The excavations in the surroundings revealed bronze-age artifacts, proving that the area was already populated in ancient times.

The name of the settlement originates from the name of the Nyék, tribe (coming to Hungary during the settlement of Hungarian tribes), the first residents belonged probably to a subgroup of the tribe. When István I. defeated Koppány, Nyék became a land of the queen. The name of the settlement is mentioned first in 1193 as Neck. Later the names Kápolnás Nyék, Káposztás Nyék, and Fertőfő Nyék are used to mention this rather insignificant settlement located between Buda and Fehérvár, to the south of the commercial route. As a border village Kápolnásnyék suffered from double taxation during the Turkish occupation (both Hungary and the Turkish Empire collected taxes), therefore the population of the village decreased considerably, it even turned uninhabited during the Turkish camping of 1543. The inhabitants returned to the village in 1772. During the 19th century Upper and Lower Nyék were differentiated, even after 1861, when the Southern Railway was built. It is mentioned as an independent village first in 1871, to which Pettend was attached in 1898.

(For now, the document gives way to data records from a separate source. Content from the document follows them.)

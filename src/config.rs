use crate::acquisition::{AcquisitionSettings, Pacing, DEFAULT_SOURCE};
use crate::captions::vtt::{DEFAULT_EXCERPT_CHARS, EXCERPT_RESERVE};
use crate::error::{IngestError, Result};
use crate::llm::{LLMConfig, LLMProvider};
use chrono::NaiveDate;
use serde::{Deserialize, Serialize};
use std::path::{Path, PathBuf};

pub const DEFAULT_CHANNEL_URL: &str = "https://www.youtube.com/@TheReportOfTheWeek/videos";
pub const DEFAULT_MODEL: &str = "gpt-5-mini";

/// Configuration for the review ingestion pipeline
#[derive(Debug, Clone, Serialize, Deserialize, Default)]
#[serde(default)]
pub struct Config {
    /// What to crawl and from when
    pub source: SourceConfig,

    /// Cache, ledger, dataset, and output locations
    pub paths: PathsConfig,

    /// Acquisition tool controls
    pub acquisition: AcquisitionConfig,

    /// Candidate selection and extraction controls
    pub extraction: ExtractionConfig,

    /// Generation backend settings
    pub llm: LLMConfig,
}

#[derive(Debug, Clone, Serialize, Deserialize)]
#[serde(default)]
pub struct SourceConfig {
    /// Ledger source tag
    pub platform: String,

    /// Channel listing crawled for new uploads
    pub channel_url: String,

    /// Exclusive lower bound on upload date, `YYYY-MM-DD`
    pub cutoff: Option<String>,
}

#[derive(Debug, Clone, Serialize, Deserialize)]
#[serde(default)]
pub struct PathsConfig {
    pub subs_dir: PathBuf,
    pub archive: PathBuf,
    /// Production dataset used for dedupe
    pub reports: PathBuf,
    pub out_dir: PathBuf,
}

#[derive(Debug, Clone, Serialize, Deserialize)]
#[serde(default)]
pub struct AcquisitionConfig {
    /// Executable invoked for crawling and caption fetches
    pub tool: String,
    pub playlist_end: Option<u32>,
    pub sleep_requests: Option<f64>,
    pub min_sleep_interval: Option<f64>,
    pub max_sleep_interval: Option<f64>,
    /// Keep crawling past per-video errors
    pub ignore_errors: bool,
    pub allow_overwrites: bool,
    /// Stop the crawl once uploads cross the cutoff
    pub break_on_date: bool,
    /// Reconcile the cache and skip the crawl and extraction
    pub cache_only: bool,
}

#[derive(Debug, Clone, Serialize, Deserialize)]
#[serde(default)]
pub struct ExtractionConfig {
    /// Transcript character budget sent to the backend
    pub excerpt_chars: usize,
    /// Stop discovery after this many candidates
    pub max_videos: Option<usize>,
    /// Print this many accepted records after the run
    pub print_first: Option<usize>,
    /// Write stub records without calling the backend
    pub dry_run: bool,
}

impl Default for SourceConfig {
    fn default() -> Self {
        Self {
            platform: DEFAULT_SOURCE.to_string(),
            channel_url: DEFAULT_CHANNEL_URL.to_string(),
            cutoff: None,
        }
    }
}

impl Default for PathsConfig {
    fn default() -> Self {
        Self {
            subs_dir: PathBuf::from("tmp/subs"),
            archive: PathBuf::from("tmp/download-archive.txt"),
            reports: PathBuf::from("data/reports.json"),
            out_dir: PathBuf::from("out"),
        }
    }
}

impl Default for AcquisitionConfig {
    fn default() -> Self {
        Self {
            tool: "yt-dlp".to_string(),
            playlist_end: None,
            sleep_requests: None,
            min_sleep_interval: None,
            max_sleep_interval: None,
            ignore_errors: true,
            allow_overwrites: false,
            break_on_date: true,
            cache_only: false,
        }
    }
}

impl Default for ExtractionConfig {
    fn default() -> Self {
        Self {
            excerpt_chars: DEFAULT_EXCERPT_CHARS,
            max_videos: None,
            print_first: None,
            dry_run: false,
        }
    }
}

impl Config {
    /// Load configuration from the first readable config file, then apply the environment
    pub fn load() -> Result<Self> {
        let config_paths = ["review-ingest.toml", "config/review-ingest.toml"];

        for path in &config_paths {
            if let Ok(config_str) = std::fs::read_to_string(path) {
                match toml::from_str::<Config>(&config_str) {
                    Ok(mut config) => {
                        tracing::info!("📄 Loaded configuration from: {}", path);
                        config.apply_env();
                        return Ok(config);
                    }
                    Err(e) => {
                        tracing::warn!("Failed to parse config file {}: {}", path, e);
                    }
                }
            }
        }

        Self::from_env()
    }

    /// Load configuration from an explicit file; unlike [`Config::load`], failures are errors
    pub fn load_from(path: &Path) -> Result<Self> {
        let config_str = std::fs::read_to_string(path)?;
        let mut config: Config = toml::from_str(&config_str).map_err(|e| {
            IngestError::Config(format!("Failed to parse {}: {}", path.display(), e))
        })?;
        tracing::info!("📄 Loaded configuration from: {}", path.display());
        config.apply_env();
        Ok(config)
    }

    /// Load configuration from environment variables
    pub fn from_env() -> Result<Self> {
        let mut config = Self::default();
        config.apply_env();
        Ok(config)
    }

    fn apply_env(&mut self) {
        let var = |name: &str| std::env::var(name).ok().filter(|v| !v.trim().is_empty());

        if let Some(model) = var("OPENAI_MODEL") {
            if self.llm.provider == LLMProvider::OpenAI {
                self.llm.model = model;
            }
        }
        self.load_credentials();

        if let Some(cutoff) = var("REVIEW_INGEST_AFTER") {
            self.source.cutoff = Some(cutoff);
        }
        if let Some(channel) = var("REVIEW_INGEST_CHANNEL") {
            self.source.channel_url = channel;
        }
        if let Some(dir) = var("REVIEW_INGEST_SUBS_DIR") {
            self.paths.subs_dir = PathBuf::from(dir);
        }
        if let Some(dir) = var("REVIEW_INGEST_OUT_DIR") {
            self.paths.out_dir = PathBuf::from(dir);
        }
    }

    /// Pick up the API key for the configured provider; call again after switching providers
    pub fn load_credentials(&mut self) {
        let key_var = match self.llm.provider {
            LLMProvider::OpenAI => "OPENAI_API_KEY",
            LLMProvider::Gemini => "GEMINI_API_KEY",
            LLMProvider::LMStudio => return,
        };
        if let Some(key) = std::env::var(key_var).ok().filter(|v| !v.trim().is_empty()) {
            self.llm.api_key = Some(key);
        }
    }

    /// Save configuration to file
    pub fn save(&self, path: &Path) -> Result<()> {
        let config_str = toml::to_string_pretty(self)
            .map_err(|e| IngestError::Config(format!("Cannot serialize config: {}", e)))?;
        std::fs::write(path, config_str)?;
        tracing::info!("💾 Configuration saved to: {}", path.display());
        Ok(())
    }

    /// The cutoff date; required for every run
    pub fn cutoff(&self) -> Result<NaiveDate> {
        let raw = self
            .source
            .cutoff
            .as_deref()
            .ok_or_else(|| IngestError::Config("Missing required --after YYYY-MM-DD".to_string()))?;
        parse_iso_date(raw, "--after")
    }

    /// Check every setting that can be checked without touching the filesystem
    pub fn validate(&self) -> Result<()> {
        self.cutoff()?;

        if self.source.channel_url.trim().is_empty() {
            return Err(IngestError::Config("channel URL must not be empty".to_string()));
        }
        if self.source.platform.trim().is_empty() || self.source.platform.contains(' ') {
            return Err(IngestError::Config(
                "source platform must be a single non-empty word".to_string(),
            ));
        }

        let pacing = [
            ("sleep_requests", self.acquisition.sleep_requests),
            ("min_sleep_interval", self.acquisition.min_sleep_interval),
            ("max_sleep_interval", self.acquisition.max_sleep_interval),
        ];
        for (name, value) in pacing {
            if let Some(v) = value {
                if !v.is_finite() || v < 0.0 {
                    return Err(IngestError::Config(format!(
                        "{} must be a finite, non-negative number (got {})",
                        name, v
                    )));
                }
            }
        }
        if let (Some(min), Some(max)) = (
            self.acquisition.min_sleep_interval,
            self.acquisition.max_sleep_interval,
        ) {
            if min > max {
                return Err(IngestError::Config(
                    "min_sleep_interval must not exceed max_sleep_interval".to_string(),
                ));
            }
        }

        if self.extraction.excerpt_chars <= EXCERPT_RESERVE {
            return Err(IngestError::Config(format!(
                "excerpt_chars must be greater than {}",
                EXCERPT_RESERVE
            )));
        }
        if self.extraction.max_videos == Some(0) {
            return Err(IngestError::Config("max_videos must be greater than 0".to_string()));
        }

        tracing::debug!("✅ Configuration validation passed");
        Ok(())
    }

    /// The backend credential, when the configured provider needs one
    pub fn require_backend_credential(&self) -> Result<()> {
        let missing = self.llm.api_key.as_deref().map_or(true, str::is_empty);
        match self.llm.provider {
            LLMProvider::OpenAI if missing => {
                Err(IngestError::MissingCredential("OPENAI_API_KEY".to_string()))
            }
            LLMProvider::Gemini if missing => {
                Err(IngestError::MissingCredential("GEMINI_API_KEY".to_string()))
            }
            _ => Ok(()),
        }
    }

    pub fn pacing(&self) -> Pacing {
        Pacing {
            sleep_requests: self.acquisition.sleep_requests,
            min_sleep_interval: self.acquisition.min_sleep_interval,
            max_sleep_interval: self.acquisition.max_sleep_interval,
        }
    }

    pub fn acquisition_settings(&self) -> Result<AcquisitionSettings> {
        Ok(AcquisitionSettings {
            source: self.source.platform.clone(),
            source_url: self.source.channel_url.clone(),
            cutoff: self.cutoff()?,
            pacing: self.pacing(),
            playlist_end: self.acquisition.playlist_end,
            break_on_date: self.acquisition.break_on_date,
            ignore_errors: self.acquisition.ignore_errors,
            allow_overwrites: self.acquisition.allow_overwrites,
        })
    }

    /// Get runtime configuration summary
    pub fn summary(&self) -> String {
        format!(
            "Review Ingest Configuration:\n\
            - Channel: {}\n\
            - After (strict): {}\n\
            - Subtitles dir: {}\n\
            - Ledger: {}\n\
            - Reports file: {}\n\
            - Output dir: {}\n\
            - Backend: {:?} ({})\n\
            - Dry run: {}",
            self.source.channel_url,
            self.source.cutoff.as_deref().unwrap_or("<unset>"),
            self.paths.subs_dir.display(),
            self.paths.archive.display(),
            self.paths.reports.display(),
            self.paths.out_dir.display(),
            self.llm.provider,
            self.llm.model,
            self.extraction.dry_run
        )
    }
}

/// Parse a real `YYYY-MM-DD` calendar date
pub fn parse_iso_date(raw: &str, flag: &str) -> Result<NaiveDate> {
    let invalid = || IngestError::InvalidDate {
        flag: flag.to_string(),
        value: raw.to_string(),
    };
    let shaped = raw.len() == 10
        && raw.bytes().enumerate().all(|(i, b)| match i {
            4 | 7 => b == b'-',
            _ => b.is_ascii_digit(),
        });
    if !shaped {
        return Err(invalid());
    }
    NaiveDate::parse_from_str(raw, "%Y-%m-%d").map_err(|_| invalid())
}

/// Configuration builder for programmatic config creation
pub struct ConfigBuilder {
    config: Config,
}

impl ConfigBuilder {
    pub fn new() -> Self {
        Self {
            config: Config::default(),
        }
    }

    pub fn with_cutoff(mut self, cutoff: impl Into<String>) -> Self {
        self.config.source.cutoff = Some(cutoff.into());
        self
    }

    pub fn with_channel(mut self, url: impl Into<String>) -> Self {
        self.config.source.channel_url = url.into();
        self
    }

    /// Point every path at a single working directory
    pub fn with_root(mut self, root: &Path) -> Self {
        self.config.paths = PathsConfig {
            subs_dir: root.join("subs"),
            archive: root.join("download-archive.txt"),
            reports: root.join("reports.json"),
            out_dir: root.join("out"),
        };
        self
    }

    pub fn with_subs_dir(mut self, dir: PathBuf) -> Self {
        self.config.paths.subs_dir = dir;
        self
    }

    pub fn with_reports(mut self, path: PathBuf) -> Self {
        self.config.paths.reports = path;
        self
    }

    pub fn with_out_dir(mut self, dir: PathBuf) -> Self {
        self.config.paths.out_dir = dir;
        self
    }

    pub fn with_provider(mut self, provider: LLMProvider) -> Self {
        self.config.llm.provider = provider;
        self
    }

    pub fn with_model(mut self, model: impl Into<String>) -> Self {
        self.config.llm.model = model.into();
        self
    }

    pub fn with_api_key(mut self, api_key: impl Into<String>) -> Self {
        self.config.llm.api_key = Some(api_key.into());
        self
    }

    pub fn with_max_videos(mut self, limit: usize) -> Self {
        self.config.extraction.max_videos = Some(limit);
        self
    }

    pub fn dry_run(mut self, enable: bool) -> Self {
        self.config.extraction.dry_run = enable;
        self
    }

    pub fn cache_only(mut self, enable: bool) -> Self {
        self.config.acquisition.cache_only = enable;
        self
    }

    pub fn build(self) -> Config {
        self.config
    }
}

impl Default for ConfigBuilder {
    fn default() -> Self {
        Self::new()
    }
}
use regex::Regex;
use std::sync::OnceLock;

/// Marker inserted where the middle of a transcript is dropped
pub const ELISION_MARKER: &str = "\n...\n";

/// Characters held back from the budget for the marker and slack
pub const EXCERPT_RESERVE: usize = 50;

/// Default character budget for the generation input
pub const DEFAULT_EXCERPT_CHARS: usize = 32_000;

/// Converts WebVTT caption markup into a plain, deduplicated transcript
#[derive(Debug, Clone)]
pub struct CaptionNormalizer {
    header: Regex,
    header_metadata: Regex,
    cue_index: Regex,
    timestamp_range: Regex,
    block_marker: Regex,
    positioning: Regex,
    inline_tag: Regex,
}

impl CaptionNormalizer {
    /// Create a normalizer with the WebVTT line patterns compiled
    pub fn new() -> Self {
        Self {
            header: Regex::new(r"^WEBVTT(\s|$)").unwrap(),
            header_metadata: Regex::new(r"^(Kind|Language):").unwrap(),
            cue_index: Regex::new(r"^\d+$").unwrap(),
            // Covers both HH:MM:SS.mmm and MM:SS.mmm on either side of the arrow
            timestamp_range: Regex::new(
                r"^(\d{2,}:)?\d{2}:\d{2}\.\d{3}\s+-->\s+(\d{2,}:)?\d{2}:\d{2}\.\d{3}",
            )
            .unwrap(),
            block_marker: Regex::new(r"^(NOTE|STYLE|REGION)\b").unwrap(),
            positioning: Regex::new(r"^(position|align|size|line):").unwrap(),
            inline_tag: Regex::new(r"<[^>]*>").unwrap(),
        }
    }

    /// Normalize raw caption text into newline-joined transcript lines
    pub fn normalize(&self, raw: &str) -> String {
        let mut lines: Vec<String> = Vec::new();
        let mut in_header = true;

        for line in raw.lines() {
            let cleaned = self.clean_line(line);
            if cleaned.is_empty() {
                continue;
            }

            if self.timestamp_range.is_match(&cleaned) {
                in_header = false;
                continue;
            }

            if self.header.is_match(&cleaned)
                || (in_header && self.header_metadata.is_match(&cleaned))
                || self.cue_index.is_match(&cleaned)
                || self.block_marker.is_match(&cleaned)
                || self.positioning.is_match(&cleaned)
            {
                continue;
            }

            // Consecutive cues repeat the previous line; only adjacent repeats collapse
            if lines.last().map_or(false, |last| *last == cleaned) {
                continue;
            }
            lines.push(cleaned);
        }

        lines.join("\n")
    }

    /// Strip inline cue tags and decode the entities caption tracks commonly carry
    fn clean_line(&self, line: &str) -> String {
        let without_tags = self.inline_tag.replace_all(line.trim(), "");
        let decoded = without_tags
            .replace("&nbsp;", " ")
            .replace("&lt;", "<")
            .replace("&gt;", ">")
            .replace("&quot;", "\"")
            .replace("&#39;", "'")
            .replace("&amp;", "&");

        decoded.split_whitespace().collect::<Vec<_>>().join(" ")
    }
}

impl Default for CaptionNormalizer {
    fn default() -> Self {
        Self::new()
    }
}

fn shared_normalizer() -> &'static CaptionNormalizer {
    static NORMALIZER: OnceLock<CaptionNormalizer> = OnceLock::new();
    NORMALIZER.get_or_init(CaptionNormalizer::new)
}

/// Convert a WebVTT document to plain transcript text
pub fn vtt_to_text(raw: &str) -> String {
    shared_normalizer().normalize(raw)
}

/// Fit a transcript into `max_chars` by keeping its head and tail around an elision marker.
///
/// The introduction usually names the product and the conclusion usually states the
/// rating, so the middle is what gets dropped. Lengths are counted in characters.
pub fn build_excerpt(full_text: &str, max_chars: usize) -> String {
    let total_chars = full_text.chars().count();
    if total_chars <= max_chars {
        return full_text.to_string();
    }

    let half = max_chars.saturating_sub(EXCERPT_RESERVE) / 2;
    let head_end = byte_offset(full_text, half);
    let tail_start = byte_offset(full_text, total_chars - half);

    format!(
        "{}{}{}",
        &full_text[..head_end],
        ELISION_MARKER,
        &full_text[tail_start..]
    )
}

fn byte_offset(text: &str, char_index: usize) -> usize {
    text.char_indices()
        .nth(char_index)
        .map(|(offset, _)| offset)
        .unwrap_or(text.len())
}
pub mod providers;

use anyhow::Result;
use async_trait::async_trait;
use serde::{Deserialize, Serialize};

/// LLM provider types
#[derive(Debug, Clone, Serialize, Deserialize, PartialEq)]
pub enum LLMProvider {
    LMStudio,
    Gemini,
    OpenAI,
}

impl std::str::FromStr for LLMProvider {
    type Err = anyhow::Error;

    fn from_str(s: &str) -> Result<Self> {
        match s.to_lowercase().as_str() {
            "lmstudio" | "lm-studio" | "local" => Ok(LLMProvider::LMStudio),
            "gemini" => Ok(LLMProvider::Gemini),
            "openai" => Ok(LLMProvider::OpenAI),
            other => Err(anyhow::anyhow!("Unknown LLM provider: {}", other)),
        }
    }
}

/// LLM configuration
#[derive(Debug, Clone, Serialize, Deserialize)]
#[serde(default)]
pub struct LLMConfig {
    pub provider: LLMProvider,
    pub endpoint: Option<String>,
    /// Read from the environment; never written back to config files
    #[serde(default, skip_serializing)]
    pub api_key: Option<String>,
    pub model: String,
    pub max_tokens: u32,
    pub temperature: f32,
    pub timeout_seconds: u64,
}

impl Default for LLMConfig {
    fn default() -> Self {
        Self {
            provider: LLMProvider::OpenAI,
            endpoint: None,
            api_key: None,
            model: "gpt-5-mini".to_string(),
            max_tokens: 1200,
            temperature: 0.1,
            timeout_seconds: 120,
        }
    }
}

/// Chat message for LLM communication
#[derive(Debug, Clone, Serialize, Deserialize, PartialEq)]
pub struct ChatMessage {
    pub role: String,
    pub content: String,
}

impl ChatMessage {
    pub fn system(content: impl Into<String>) -> Self {
        Self {
            role: "system".to_string(),
            content: content.into(),
        }
    }

    pub fn user(content: impl Into<String>) -> Self {
        Self {
            role: "user".to_string(),
            content: content.into(),
        }
    }
}

/// Named JSON schema the response should conform to
#[derive(Debug, Clone, Serialize, Deserialize, PartialEq)]
pub struct JsonSchemaFormat {
    pub name: String,
    pub strict: bool,
    pub schema: serde_json::Value,
}

/// One completion request
#[derive(Debug, Clone, PartialEq)]
pub struct ChatRequest {
    pub messages: Vec<ChatMessage>,
    /// Output budget; falls back to the provider's configured maximum
    pub max_tokens: Option<u32>,
    pub response_format: Option<JsonSchemaFormat>,
}

impl ChatRequest {
    pub fn new(messages: Vec<ChatMessage>) -> Self {
        Self {
            messages,
            max_tokens: None,
            response_format: None,
        }
    }

    pub fn with_max_tokens(mut self, max_tokens: u32) -> Self {
        self.max_tokens = Some(max_tokens);
        self
    }

    pub fn with_schema(mut self, format: JsonSchemaFormat) -> Self {
        self.response_format = Some(format);
        self
    }
}

/// LLM response
#[derive(Debug, Clone)]
pub struct LLMResponse {
    pub content: String,
    pub tokens_used: Option<u32>,
}

/// Trait for LLM providers
#[async_trait]
pub trait LLM: Send + Sync {
    async fn chat(&self, request: ChatRequest) -> Result<LLMResponse>;
    fn provider_type(&self) -> LLMProvider;
}

/// Create LLM instance based on configuration
pub fn create_llm(config: &LLMConfig) -> Result<Box<dyn LLM>> {
    match config.provider {
        LLMProvider::LMStudio => Ok(Box::new(providers::LMStudioProvider::new(config.clone())?)),
        LLMProvider::Gemini => Ok(Box::new(providers::GeminiProvider::new(config.clone())?)),
        LLMProvider::OpenAI => Ok(Box::new(providers::OpenAIProvider::new(config.clone())?)),
    }
}

#[cfg(test)]
mod tests {
    use super::*;

    #[test]
    fn test_provider_from_str() {
        assert_eq!("OpenAI".parse::<LLMProvider>().unwrap(), LLMProvider::OpenAI);
        assert_eq!("lmstudio".parse::<LLMProvider>().unwrap(), LLMProvider::LMStudio);
        assert_eq!("gemini".parse::<LLMProvider>().unwrap(), LLMProvider::Gemini);
        assert!("mystery".parse::<LLMProvider>().is_err());
    }

    #[test]
    fn test_request_builder() {
        let request = ChatRequest::new(vec![ChatMessage::user("hi")]).with_max_tokens(400);
        assert_eq!(request.max_tokens, Some(400));
        assert!(request.response_format.is_none());
        assert_eq!(request.messages[0].role, "user");
    }

    #[test]
    fn test_openai_requires_key() {
        let config = LLMConfig::default();
        assert!(create_llm(&config).is_err());

        let config = LLMConfig {
            api_key: Some("sk-test".to_string()),
            ..LLMConfig::default()
        };
        let llm = create_llm(&config).unwrap();
        assert_eq!(llm.provider_type(), LLMProvider::OpenAI);
    }
}
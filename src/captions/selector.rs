use std::cmp::Ordering;
use std::path::{Path, PathBuf};

/// One caption file for a video (language + manual/auto variant)
#[derive(Debug, Clone, PartialEq, Eq)]
pub struct CaptionTrack {
    pub path: PathBuf,
    pub file_name: String,
    pub is_auto: bool,
    pub is_english: bool,
}

impl CaptionTrack {
    /// Classify a caption file by its name
    pub fn from_path(path: &Path) -> Option<Self> {
        let file_name = path.file_name()?.to_str()?.to_string();
        let is_auto = file_name.contains(".auto.");
        let is_english = is_english_tagged(&file_name);

        Some(Self {
            path: path.to_path_buf(),
            file_name,
            is_auto,
            is_english,
        })
    }

    fn preference_key(&self) -> (bool, bool, usize, &str) {
        (
            self.is_auto,
            !self.is_english,
            self.file_name.len(),
            self.file_name.as_str(),
        )
    }
}

/// `.en.vtt`, `.en-US.vtt`, `.en.auto.vtt` and friends
fn is_english_tagged(file_name: &str) -> bool {
    file_name.contains(".en.") || file_name.contains(".en-")
}

impl Ord for CaptionTrack {
    /// Manual before auto, English before other languages, shorter name first.
    /// The name itself breaks any remaining tie so the order is total.
    fn cmp(&self, other: &Self) -> Ordering {
        self.preference_key().cmp(&other.preference_key())
    }
}

impl PartialOrd for CaptionTrack {
    fn partial_cmp(&self, other: &Self) -> Option<Ordering> {
        Some(self.cmp(other))
    }
}

/// Pick the preferred caption track, if any
pub fn select_track(tracks: &[CaptionTrack]) -> Option<&CaptionTrack> {
    tracks.iter().min()
}
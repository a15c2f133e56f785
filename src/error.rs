use std::path::PathBuf;
use thiserror::Error;

/// Errors raised by the ingestion pipeline
#[derive(Error, Debug)]
pub enum IngestError {
    /// Invalid or missing configuration, raised before any I/O
    #[error("Configuration error: {0}")]
    Config(String),

    /// A date flag that is not a real `YYYY-MM-DD` calendar date
    #[error("{flag} must be YYYY-MM-DD (got {value})")]
    InvalidDate { flag: String, value: String },

    /// The acquisition tool exited unsuccessfully without a rate-limit signature
    #[error("{tool} exited with code {code}")]
    Acquisition { tool: String, code: String },

    /// The acquisition tool could not be started
    #[error("Failed to spawn {tool}: {source}")]
    ToolSpawn {
        tool: String,
        #[source]
        source: std::io::Error,
    },

    /// Generation backend exhausted its attempts for a single item
    #[error("Extraction failed after retries: {0}")]
    Extraction(String),

    /// Generation backend could not be constructed or reached
    #[error("Backend error: {0}")]
    Backend(String),

    /// Credential required by the configured backend is absent
    #[error("Missing {0} in environment (set in .env).")]
    MissingCredential(String),

    /// A per-item state change that skips or reverses a stage
    #[error("Invalid transition for {video_code}: {from} -> {to}")]
    InvalidTransition {
        video_code: String,
        from: String,
        to: String,
    },

    /// Production dataset has an unexpected shape
    #[error("Invalid dataset at {path}: {reason}")]
    Dataset { path: PathBuf, reason: String },

    #[error("I/O error: {0}")]
    Io(#[from] std::io::Error),

    #[error("JSON error: {0}")]
    Json(#[from] serde_json::Error),
}

pub type Result<T> = std::result::Result<T, IngestError>;

impl IngestError {
    /// Per-item errors are recorded in side-channel artifacts; everything else halts the run
    pub fn is_recoverable(&self) -> bool {
        matches!(self, IngestError::Extraction(_))
    }
}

Mihály Vörösmarty (1800–1855), the famous Hungarian poet was born here, and the house where he grew up is dedicated to him as a museum.

The present appearance of the village was formed in the 1930s, when it became a commercial and service background for the booming tourism of the Lake Velencei. The phone system, the gendarme patrol, local medical care, the railway station and the mill were established in this period. The settlement suffered serious damage in World War II, when the majority of the population also died. The village also lagged behind in development, compared to other settlements of the region and became a part of Velence by the 1970s.

Kápolnásnyék declared its independence in 1990 and has gone through considerable development since then. It once again became the background for the tourism of Lake Velencei, where commercial service facilities are established and the infrastructure is developing rapidly.